Your Recovery Coach
Treatment for addiction traditionally involves a combination of approaches. On the one side is the clinical staff, which helps patients work through the mental and emotional issues that constitute the root causes of addiction. On the other side are peer fellowships in which recovering addicts support and encourage one another, often through the use of the 12-Step philosophy. Lakeview Health incorporates both of these approaches in helping patients toward healing.
In recent years, a third approach—recovery coaching— has begun to emerge as a complementary approach to helping people maintain recovery. Although recovery coaches are neither clinical therapists nor part of mutual-aid groups, they are able to work within both these worlds to supplement those approaches.
What Does a Recovery Coach Do?
Recovery coaching at Lakeview begins as soon as the patient moves from detox to therapy. Coaches work with patients on a weekly basis during their treatment. They develop a relationship with them that will carry over into their recovery after they leave the center. As Nick Goslin, the men’s Recovery Coach, describes it, “A recovery coach’s job is to find out what the patient’s goals are and to provide them with resources to help them achieve their goals in the best way possible for them.”
Recovery coaches are not therapists. Instead, they assist people in navigating life in sobriety. Goslin describes the scope of his work as “anything a person may deal with in life.” He and Karen Zaccour, the women’s Recovery Coach, are often the first people at Lakeview that alumni will call when they are looking for help with a problem. Karen and Nick work with them to deal with issues directly related to recovery—such as stress and emotional problems—but also addresses a wider range of topics including employment, housing, probation, and connections within the recovery community.
“I am available to encourage, give hope, help with perspective, set goals, and provide resources to accomplish their goals,”; Goslin says. “Within this scope, I focus on how recovery and sobriety will be maintained and nurtured.”

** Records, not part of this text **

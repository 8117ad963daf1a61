mod app;
mod audio;
mod config;
mod logging;
mod mpris;
mod player;
mod playlist;
mod runtime;
mod ui;
mod view;

fn main() -> Result<(), Box<dyn std::error::Error>> {
    runtime::run()
}
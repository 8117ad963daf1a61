use super::load::{default_config_path, default_log_path, resolve_config_path};
use super::schema::*;
use crate::view::Region;
use std::sync::{Mutex, OnceLock};

static ENV_LOCK: OnceLock<Mutex<()>> = OnceLock::new();

fn env_lock() -> std::sync::MutexGuard<'static, ()> {
    ENV_LOCK
        .get_or_init(|| Mutex::new(()))
        .lock()
        .unwrap_or_else(|e| e.into_inner())
}

struct EnvGuard {
    key: &'static str,
    old: Option<std::ffi::OsString>,
}

impl EnvGuard {
    fn set(key: &'static str, val: &str) -> Self {
        let old = std::env::var_os(key);
        unsafe {
            std::env::set_var(key, val);
        }
        Self { key, old }
    }

    fn remove(key: &'static str) -> Self {
        let old = std::env::var_os(key);
        unsafe {
            std::env::remove_var(key);
        }
        Self { key, old }
    }
}

impl Drop for EnvGuard {
    fn drop(&mut self) {
        match self.old.take() {
            Some(v) => unsafe {
                std::env::set_var(self.key, v);
            },
            None => unsafe {
                std::env::remove_var(self.key);
            },
        }
    }
}

#[test]
fn resolve_config_path_prefers_songbar_config_path() {
    let _lock = env_lock();
    let _g1 = EnvGuard::set("SONGBAR_CONFIG_PATH", "/tmp/songbar-test-config.toml");
    assert_eq!(
        resolve_config_path().unwrap(),
        std::path::PathBuf::from("/tmp/songbar-test-config.toml")
    );
}

#[test]
fn default_config_path_prefers_xdg_config_home() {
    let _lock = env_lock();
    let _g1 = EnvGuard::set("XDG_CONFIG_HOME", "/tmp/xdg-config-home");
    let _g2 = EnvGuard::set("HOME", "/tmp/home-should-not-win");

    let p = default_config_path().unwrap();
    assert_eq!(
        p,
        std::path::PathBuf::from("/tmp/xdg-config-home")
            .join("songbar")
            .join("config.toml")
    );
}

#[test]
fn default_config_path_falls_back_to_home_dot_config() {
    let _lock = env_lock();
    let _g1 = EnvGuard::remove("XDG_CONFIG_HOME");
    let _g2 = EnvGuard::set("HOME", "/tmp/home-dir");

    let p = default_config_path().unwrap();
    assert_eq!(
        p,
        std::path::PathBuf::from("/tmp/home-dir")
            .join(".config")
            .join("songbar")
            .join("config.toml")
    );
}

#[test]
fn default_log_path_uses_xdg_state_home() {
    let _lock = env_lock();
    let _g1 = EnvGuard::set("XDG_STATE_HOME", "/tmp/xdg-state");

    assert_eq!(
        default_log_path(),
        std::path::PathBuf::from("/tmp/xdg-state")
            .join("songbar")
            .join("songbar.log")
    );
}

#[test]
fn settings_load_from_config_file() {
    let _lock = env_lock();

    let dir = tempfile::tempdir().unwrap();
    let cfg_path = dir.path().join("config.toml");
    std::fs::write(
        &cfg_path,
        r#"
[audio]
quit_fade_out_ms = 123
initial_volume = 0.4

[controls]
volume_step = 0.1

[ui]
header_text = "hello"
footer_regions = ["song-name", "total"]
default_poster = "img/none.png"

[playlist]
path = "/srv/music/songs.json"

[logging]
level = "warning"
file = "/tmp/songbar.log"
"#,
    )
    .unwrap();

    let _g1 = EnvGuard::set("SONGBAR_CONFIG_PATH", cfg_path.to_str().unwrap());
    let _g2 = EnvGuard::remove("SONGBAR__AUDIO__INITIAL_VOLUME");

    let s = Settings::load().unwrap();
    assert_eq!(s.audio.quit_fade_out_ms, 123);
    assert_eq!(s.audio.initial_volume, 0.4);
    assert_eq!(s.controls.volume_step, 0.1);
    assert_eq!(s.ui.header_text, "hello");
    assert_eq!(s.ui.footer_regions, vec![Region::SongName, Region::Total]);
    assert_eq!(s.ui.default_poster, "img/none.png");
    assert_eq!(s.playlist.path, "/srv/music/songs.json");
    assert_eq!(s.logging.level, LogLevelSetting::Warn);
    assert_eq!(s.logging.file.as_deref(), Some("/tmp/songbar.log"));
    assert!(s.validate().is_ok());
}

#[test]
fn settings_env_overrides_config_file() {
    let _lock = env_lock();

    let dir = tempfile::tempdir().unwrap();
    let cfg_path = dir.path().join("config.toml");
    std::fs::write(
        &cfg_path,
        r#"
[audio]
quit_fade_out_ms = 250
"#,
    )
    .unwrap();

    let _g1 = EnvGuard::set("SONGBAR_CONFIG_PATH", cfg_path.to_str().unwrap());
    let _g2 = EnvGuard::set("SONGBAR__AUDIO__QUIT_FADE_OUT_MS", "0");

    let s = Settings::load().unwrap();
    assert_eq!(s.audio.quit_fade_out_ms, 0);
}

#[test]
fn partial_toml_keeps_struct_defaults() {
    let s: Settings = toml::from_str("[controls]\nvolume_step = 0.2\n").unwrap();
    assert_eq!(s.controls.volume_step, 0.2);
    assert_eq!(s.audio.initial_volume, 1.0);
    assert_eq!(s.playlist.path, "songs.json");
    assert_eq!(s.ui.footer_regions.len(), 4);
    assert_eq!(s.logging.level, LogLevelSetting::Info);
}

#[test]
fn validate_rejects_out_of_range_volume_settings() {
    let mut s = Settings::default();
    assert!(s.validate().is_ok());

    s.audio.initial_volume = 1.5;
    assert!(s.validate().is_err());

    s.audio.initial_volume = 0.5;
    s.controls.volume_step = 0.0;
    assert!(s.validate().is_err());

    s.controls.volume_step = 0.1;
    s.playlist.path = "  ".to_string();
    assert!(s.validate().is_err());
}
//! Subcommand implementations.
//!
//! Each command builds its own session; sequencing rules live in the
//! session manager, not here.

use obscap_capture_engine::{get_backend, EngineKind, SessionManager};
use obscap_common::config::AppConfig;

pub mod check;
pub mod displays;
pub mod record;
pub mod version;

/// Create a session over the selected backend.
pub fn open_session(engine: EngineKind, config: &AppConfig) -> SessionManager {
    SessionManager::with_defaults(get_backend(engine), config.recording.clone())
}
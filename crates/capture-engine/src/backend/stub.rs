//! Deterministic in-memory engine.
//!
//! Used for dry runs (`obscap --engine stub`) and tests. Clones share state,
//! so a test can hand one clone to a session and inspect the other.

use std::path::PathBuf;
use std::sync::Arc;

use obscap_common::error::{EngineError, EngineResult};
use obscap_platform_core::{DisplayDescriptor, DisplayId, PermissionStatus};
use parking_lot::Mutex;

use crate::config::RecordingConfig;
use crate::engine::{CaptureEngine, EngineHandle, HandleId, PermissionProbe};

pub const STUB_VERSION: &str = "stub-1.0.0";

/// An engine call, as recorded by [`StubEngine`].
#[derive(Debug, Clone, PartialEq, Eq)]
pub enum EngineCall {
    Start,
    EnumerateDisplays,
    BeginCapture(PathBuf),
    EndCapture,
    Stop,
}

/// Engine operation that can be made to fail.
#[derive(Debug, Clone, Copy, PartialEq, Eq, Hash)]
pub enum StubFailure {
    Start,
    EnumerateDisplays,
    BeginCapture,
    EndCapture,
    Stop,
}

#[derive(Debug, Default)]
struct StubState {
    displays: Vec<DisplayDescriptor>,
    failures: Vec<(StubFailure, String)>,
    live_handle: Option<HandleId>,
    capturing: Option<RecordingConfig>,
    calls: Vec<EngineCall>,
}

impl StubState {
    fn failure(&self, op: StubFailure) -> Option<String> {
        self.failures
            .iter()
            .find(|(f, _)| *f == op)
            .map(|(_, msg)| msg.clone())
    }

    fn check_handle(&self, handle: &EngineHandle) -> Result<(), String> {
        match self.live_handle {
            Some(id) if id == handle.id() => Ok(()),
            Some(id) => Err(format!("stale handle {} (live: {id})", handle.id())),
            None => Err(format!("engine not running (got {})", handle.id())),
        }
    }
}

/// Permission capability whose status is set by the test.
#[derive(Debug, Clone)]
pub struct StubPermission {
    status: Arc<Mutex<PermissionStatus>>,
}

impl PermissionProbe for StubPermission {
    fn query(&self) -> PermissionStatus {
        *self.status.lock()
    }

    /// A pending prompt is answered with "granted".
    fn request(&self) -> PermissionStatus {
        let mut status = self.status.lock();
        if *status == PermissionStatus::NotDetermined {
            *status = PermissionStatus::Granted;
        }
        *status
    }
}

/// In-memory [`CaptureEngine`].
#[derive(Debug, Clone)]
pub struct StubEngine {
    state: Arc<Mutex<StubState>>,
    permission: Option<StubPermission>,
}

impl StubEngine {
    /// One primary 1920x1080 display with id `0`, no permission model.
    pub fn new() -> Self {
        Self {
            state: Arc::new(Mutex::new(StubState {
                displays: vec![stub_display(0, true)],
                ..StubState::default()
            })),
            permission: None,
        }
    }

    /// Replace the reported display list.
    pub fn with_displays(self, displays: Vec<DisplayDescriptor>) -> Self {
        self.state.lock().displays = displays;
        self
    }

    /// Expose a permission capability with the given initial status.
    pub fn with_permission(mut self, status: PermissionStatus) -> Self {
        self.permission = Some(StubPermission {
            status: Arc::new(Mutex::new(status)),
        });
        self
    }

    /// Make `op` fail with `message` until [`StubEngine::clear_failures`].
    pub fn fail_on(self, op: StubFailure, message: impl Into<String>) -> Self {
        self.state.lock().failures.push((op, message.into()));
        self
    }

    pub fn clear_failures(&self) {
        self.state.lock().failures.clear();
    }

    /// Replace the display list on a shared engine (simulates hot-plug).
    pub fn set_displays(&self, displays: Vec<DisplayDescriptor>) {
        self.state.lock().displays = displays;
    }

    /// Calls received so far, oldest first.
    pub fn calls(&self) -> Vec<EngineCall> {
        self.state.lock().calls.clone()
    }

    /// Config of the capture in progress.
    pub fn capturing(&self) -> Option<RecordingConfig> {
        self.state.lock().capturing.clone()
    }

    pub fn is_running(&self) -> bool {
        self.state.lock().live_handle.is_some()
    }
}

impl Default for StubEngine {
    fn default() -> Self {
        Self::new()
    }
}

/// A 1920x1080 display with an index id.
pub fn stub_display(index: u32, primary: bool) -> DisplayDescriptor {
    DisplayDescriptor {
        id: DisplayId::Index(index),
        label: format!("Stub display {index}"),
        width: 1920,
        height: 1080,
        x: (index as i32) * 1920,
        y: 0,
        primary,
    }
}

impl CaptureEngine for StubEngine {
    fn version(&self) -> String {
        STUB_VERSION.to_string()
    }

    fn permissions(&self) -> Option<&dyn PermissionProbe> {
        self.permission.as_ref().map(|p| p as &dyn PermissionProbe)
    }

    fn start(&self) -> EngineResult<EngineHandle> {
        let mut state = self.state.lock();
        state.calls.push(EngineCall::Start);
        if let Some(msg) = state.failure(StubFailure::Start) {
            return Err(EngineError::startup(msg));
        }
        if state.live_handle.is_some() {
            return Err(EngineError::startup("engine already running"));
        }
        let handle = EngineHandle::new(format!("stub {STUB_VERSION}"));
        state.live_handle = Some(handle.id());
        Ok(handle)
    }

    fn enumerate_displays(&self, handle: &EngineHandle) -> EngineResult<Vec<DisplayDescriptor>> {
        let mut state = self.state.lock();
        state.calls.push(EngineCall::EnumerateDisplays);
        state.check_handle(handle).map_err(EngineError::enumeration)?;
        if let Some(msg) = state.failure(StubFailure::EnumerateDisplays) {
            return Err(EngineError::enumeration(msg));
        }
        Ok(state.displays.clone())
    }

    fn begin_capture(&self, handle: &EngineHandle, config: &RecordingConfig) -> EngineResult<()> {
        let mut state = self.state.lock();
        state
            .calls
            .push(EngineCall::BeginCapture(config.output_path.clone()));
        state.check_handle(handle).map_err(EngineError::capture)?;
        if let Some(msg) = state.failure(StubFailure::BeginCapture) {
            return Err(EngineError::capture(msg));
        }
        if state.capturing.is_some() {
            return Err(EngineError::capture("capture already running"));
        }
        state.capturing = Some(config.clone());
        Ok(())
    }

    fn end_capture(&self, handle: &EngineHandle) -> EngineResult<()> {
        let mut state = self.state.lock();
        state.calls.push(EngineCall::EndCapture);
        state.check_handle(handle).map_err(EngineError::finalize)?;
        // The capture ends even if finalizing the file fails.
        let was_capturing = state.capturing.take().is_some();
        if let Some(msg) = state.failure(StubFailure::EndCapture) {
            return Err(EngineError::finalize(msg));
        }
        if !was_capturing {
            return Err(EngineError::finalize("no capture in progress"));
        }
        Ok(())
    }

    fn stop(&self, handle: EngineHandle) -> EngineResult<()> {
        let mut state = self.state.lock();
        state.calls.push(EngineCall::Stop);
        state.check_handle(&handle).map_err(EngineError::stop)?;
        state.live_handle = None;
        state.capturing = None;
        if let Some(msg) = state.failure(StubFailure::Stop) {
            return Err(EngineError::stop(msg));
        }
        Ok(())
    }
}

#[cfg(test)]
mod tests {
    use super::*;

    #[test]
    fn second_start_is_refused_while_running() {
        let engine = StubEngine::new();
        let handle = engine.start().unwrap();
        assert!(matches!(engine.start(), Err(EngineError::Startup { .. })));

        engine.stop(handle).unwrap();
        assert!(!engine.is_running());
        assert!(engine.start().is_ok());
    }

    #[test]
    fn foreign_handles_are_rejected() {
        let engine = StubEngine::new();
        let _live = engine.start().unwrap();
        let foreign = EngineHandle::new("foreign");
        assert!(matches!(
            engine.enumerate_displays(&foreign),
            Err(EngineError::Enumeration { .. })
        ));
    }

    #[test]
    fn permission_request_resolves_pending_prompt() {
        let engine = StubEngine::new().with_permission(PermissionStatus::NotDetermined);
        let probe = engine.permissions().unwrap();
        assert_eq!(probe.query(), PermissionStatus::NotDetermined);
        assert_eq!(probe.request(), PermissionStatus::Granted);
        assert_eq!(probe.query(), PermissionStatus::Granted);

        let denied = StubEngine::new().with_permission(PermissionStatus::Denied);
        assert_eq!(
            denied.permissions().unwrap().request(),
            PermissionStatus::Denied
        );
    }

    #[test]
    fn clones_share_call_log() {
        let engine = StubEngine::new();
        let observer = engine.clone();
        let handle = engine.start().unwrap();
        engine.enumerate_displays(&handle).unwrap();
        assert_eq!(
            observer.calls(),
            vec![EngineCall::Start, EngineCall::EnumerateDisplays]
        );
    }
}
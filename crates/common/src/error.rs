//! Error types shared across obscap crates.
//!
//! Errors fall into three families:
//! - [`StateError`]: an operation was called in the wrong session state.
//! - [`ConfigError`]: a recording request failed local validation.
//! - [`EngineError`]: the external capture engine reported a failure.
//!
//! State and config errors are produced locally and never reach the engine.
//! Engine errors are passed through unchanged and never retried.

/// Wrong-state call on a capture session.
#[derive(Debug, Clone, Copy, PartialEq, Eq, thiserror::Error)]
pub enum StateError {
    #[error("Capture engine is not initialized")]
    NotInitialized,

    #[error("Capture engine is already initialized")]
    AlreadyInitialized,

    #[error("A recording is already in progress")]
    AlreadyRecording,

    #[error("No recording is in progress")]
    NotRecording,

    #[error("Capture session has been shut down")]
    AlreadyShutdown,
}

/// A recording request that cannot be used as given.
#[derive(Debug, Clone, PartialEq, Eq, thiserror::Error)]
pub enum ConfigError {
    #[error("Invalid recording config ({field}): {reason}")]
    InvalidConfig { field: String, reason: String },
}

impl ConfigError {
    pub fn invalid(field: impl Into<String>, reason: impl Into<String>) -> Self {
        Self::InvalidConfig {
            field: field.into(),
            reason: reason.into(),
        }
    }

    /// Name of the offending field.
    pub fn field(&self) -> &str {
        match self {
            Self::InvalidConfig { field, .. } => field,
        }
    }
}

/// Opaque failure surfaced from the capture engine.
#[derive(Debug, Clone, PartialEq, Eq, thiserror::Error)]
pub enum EngineError {
    #[error("Engine startup failed: {message}")]
    Startup { message: String },

    #[error("Display enumeration failed: {message}")]
    Enumeration { message: String },

    #[error("Failed to begin capture: {message}")]
    Capture { message: String },

    #[error("Failed to finalize recording: {message}")]
    Finalize { message: String },

    #[error("Engine stop failed: {message}")]
    Stop { message: String },
}

impl EngineError {
    pub fn startup(msg: impl Into<String>) -> Self {
        Self::Startup {
            message: msg.into(),
        }
    }

    pub fn enumeration(msg: impl Into<String>) -> Self {
        Self::Enumeration {
            message: msg.into(),
        }
    }

    pub fn capture(msg: impl Into<String>) -> Self {
        Self::Capture {
            message: msg.into(),
        }
    }

    pub fn finalize(msg: impl Into<String>) -> Self {
        Self::Finalize {
            message: msg.into(),
        }
    }

    pub fn stop(msg: impl Into<String>) -> Self {
        Self::Stop {
            message: msg.into(),
        }
    }
}

/// Top-level error type for obscap operations.
#[derive(Debug, thiserror::Error)]
pub enum ObscapError {
    #[error(transparent)]
    State(#[from] StateError),

    #[error(transparent)]
    Config(#[from] ConfigError),

    #[error(transparent)]
    Engine(#[from] EngineError),

    #[error("Platform error: {message}")]
    Platform { message: String },

    #[error(transparent)]
    Io(#[from] std::io::Error),

    #[error(transparent)]
    Json(#[from] serde_json::Error),

    #[error(transparent)]
    Other(#[from] anyhow::Error),
}

/// Result type alias using ObscapError.
pub type ObscapResult<T> = Result<T, ObscapError>;

/// Result type alias for calls into the capture engine.
pub type EngineResult<T> = Result<T, EngineError>;

impl ObscapError {
    pub fn platform(msg: impl Into<String>) -> Self {
        Self::Platform {
            message: msg.into(),
        }
    }

    pub fn invalid_config(field: impl Into<String>, reason: impl Into<String>) -> Self {
        Self::Config(ConfigError::invalid(field, reason))
    }

    /// The state error carried by this error, if any.
    pub fn as_state(&self) -> Option<StateError> {
        match self {
            Self::State(e) => Some(*e),
            _ => None,
        }
    }

    /// The engine error carried by this error, if any.
    pub fn as_engine(&self) -> Option<&EngineError> {
        match self {
            Self::Engine(e) => Some(e),
            _ => None,
        }
    }

    /// Whether this is a config validation failure.
    pub fn is_invalid_config(&self) -> bool {
        matches!(self, Self::Config(ConfigError::InvalidConfig { .. }))
    }
}

#[cfg(test)]
mod tests {
    use super::*;

    #[test]
    fn engine_errors_pass_through_verbatim() {
        let err: ObscapError = EngineError::startup("obs_startup returned false").into();
        assert_eq!(
            err.to_string(),
            "Engine startup failed: obs_startup returned false"
        );
        assert_eq!(
            err.as_engine(),
            Some(&EngineError::startup("obs_startup returned false"))
        );
        assert!(err.as_state().is_none());
    }

    #[test]
    fn state_error_is_recoverable_from_top_level() {
        let err: ObscapError = StateError::AlreadyShutdown.into();
        assert_eq!(err.as_state(), Some(StateError::AlreadyShutdown));
        assert!(!err.is_invalid_config());
    }

    #[test]
    fn invalid_config_names_the_field() {
        let err = ObscapError::invalid_config("fps", "must be positive");
        assert!(err.is_invalid_config());
        assert_eq!(
            err.to_string(),
            "Invalid recording config (fps): must be positive"
        );
        match err {
            ObscapError::Config(cfg) => assert_eq!(cfg.field(), "fps"),
            other => panic!("unexpected error: {other:?}"),
        }
    }
}
//! Display server detection and monitor enumeration.

use std::process::Command;

use obscap_common::error::{ObscapError, ObscapResult};
use obscap_platform_core::{DisplayDescriptor, DisplayId, DisplayServer};

/// Detect the current display server.
pub fn detect_display_server() -> DisplayServer {
    if std::env::var("WAYLAND_DISPLAY").is_ok() {
        DisplayServer::Wayland
    } else if std::env::var("DISPLAY").is_ok() {
        DisplayServer::X11
    } else {
        DisplayServer::Unknown
    }
}

/// The X11 display name to capture from (`$DISPLAY`, default `:0`).
pub fn x11_display_name() -> String {
    std::env::var("DISPLAY").unwrap_or_else(|_| ":0".to_string())
}

/// Enumerate connected monitors via `xrandr --listmonitors`.
pub fn detect_displays() -> ObscapResult<Vec<DisplayDescriptor>> {
    tracing::debug!("Detecting monitors via xrandr");

    let output = Command::new("xrandr")
        .arg("--listmonitors")
        .output()
        .map_err(|e| ObscapError::platform(format!("Failed to run xrandr: {e}")))?;

    if !output.status.success() {
        return Err(ObscapError::platform(format!(
            "xrandr exited with {}: {}",
            output.status,
            String::from_utf8_lossy(&output.stderr).trim()
        )));
    }

    let displays = parse_xrandr_monitors(&String::from_utf8_lossy(&output.stdout));
    if displays.is_empty() {
        return Err(ObscapError::platform("xrandr reported no monitors"));
    }
    Ok(displays)
}

/// Fallback used when monitors cannot be enumerated.
pub fn default_display() -> DisplayDescriptor {
    DisplayDescriptor {
        id: DisplayId::Index(0),
        label: "default".to_string(),
        width: 1920,
        height: 1080,
        x: 0,
        y: 0,
        primary: true,
    }
}

/// Parse the output of `xrandr --listmonitors`.
///
/// ```text
/// Monitors: 2
///  0: +*DP-1 2560/597x1440/336+0+0  DP-1
///  1: +HDMI-1 1920/527x1080/296+2560+0  HDMI-1
/// ```
///
/// Lines that do not match are skipped.
pub fn parse_xrandr_monitors(output: &str) -> Vec<DisplayDescriptor> {
    output.lines().filter_map(parse_monitor_line).collect()
}

fn parse_monitor_line(line: &str) -> Option<DisplayDescriptor> {
    let (index, rest) = line.trim().split_once(':')?;
    let index: u32 = index.trim().parse().ok()?;

    let mut fields = rest.split_whitespace();
    let flagged_name = fields.next()?;
    let geometry = fields.next()?;

    let name = flagged_name.trim_start_matches(['+', '*']);
    let primary = flagged_name.contains('*');
    let (width, height, x, y) = parse_geometry(geometry)?;

    Some(DisplayDescriptor {
        id: DisplayId::Index(index),
        label: name.to_string(),
        width,
        height,
        x,
        y,
        primary,
    })
}

/// Parse `W/mmxH/mm+X+Y` into pixel size and offset.
fn parse_geometry(geometry: &str) -> Option<(u32, u32, i32, i32)> {
    let (w_part, rest) = geometry.split_once('x')?;
    let width = w_part.split('/').next()?.parse().ok()?;

    let offset_start = rest.find('+')?;
    let (h_part, offsets) = rest.split_at(offset_start);
    let height = h_part.split('/').next()?.parse().ok()?;

    let (x, y) = parse_offsets(offsets)?;
    Some((width, height, x, y))
}

/// Parse `+X+Y`; either coordinate may be negative (`+-1920+0`).
fn parse_offsets(offsets: &str) -> Option<(i32, i32)> {
    let rest = offsets.strip_prefix('+')?;
    let split = rest.get(1..)?.find('+')? + 1;
    let x = rest[..split].parse().ok()?;
    let y = rest[split + 1..].parse().ok()?;
    Some((x, y))
}

#[cfg(test)]
mod tests {
    use super::*;

    const DUAL_HEAD: &str = "Monitors: 2
 0: +*DP-1 2560/597x1440/336+0+0  DP-1
 1: +HDMI-1 1920/527x1080/296+2560+0  HDMI-1
";

    #[test]
    fn parses_dual_head_layout() {
        let displays = parse_xrandr_monitors(DUAL_HEAD);
        assert_eq!(displays.len(), 2);

        assert_eq!(displays[0].id, DisplayId::Index(0));
        assert_eq!(displays[0].label, "DP-1");
        assert_eq!((displays[0].width, displays[0].height), (2560, 1440));
        assert!(displays[0].primary);

        assert_eq!(displays[1].label, "HDMI-1");
        assert_eq!((displays[1].x, displays[1].y), (2560, 0));
        assert!(!displays[1].primary);
    }

    #[test]
    fn parses_negative_offsets() {
        let displays = parse_xrandr_monitors(" 0: +eDP-1 1920/344x1200/215+-1920+-120  eDP-1");
        assert_eq!(displays.len(), 1);
        assert_eq!((displays[0].x, displays[0].y), (-1920, -120));
        assert_eq!(displays[0].height, 1200);
    }

    #[test]
    fn skips_header_and_garbage() {
        let displays = parse_xrandr_monitors("Monitors: 0\nnot a monitor line\n 7: broken");
        assert!(displays.is_empty());
    }

    #[test]
    fn default_display_is_primary() {
        let display = default_display();
        assert!(display.primary);
        assert_eq!(display.bounds(), "1920x1080");
    }
}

Keeping recovery first is key to the work of a recovery coach. Nick and Karen don’t just help people deal with their problems; they help people deal with their problems in a way that promotes recovery. As an example, Goslin describes her work with an alumnus who was thinking of going to college. While he helped them plan how to go about applying, he also reminded them to look at it through the lens of recovery: “Will this campus be conducive to your sobriety? Are you going to take a full-time schedule and still have time for your [recovery] meetings and aftercare?”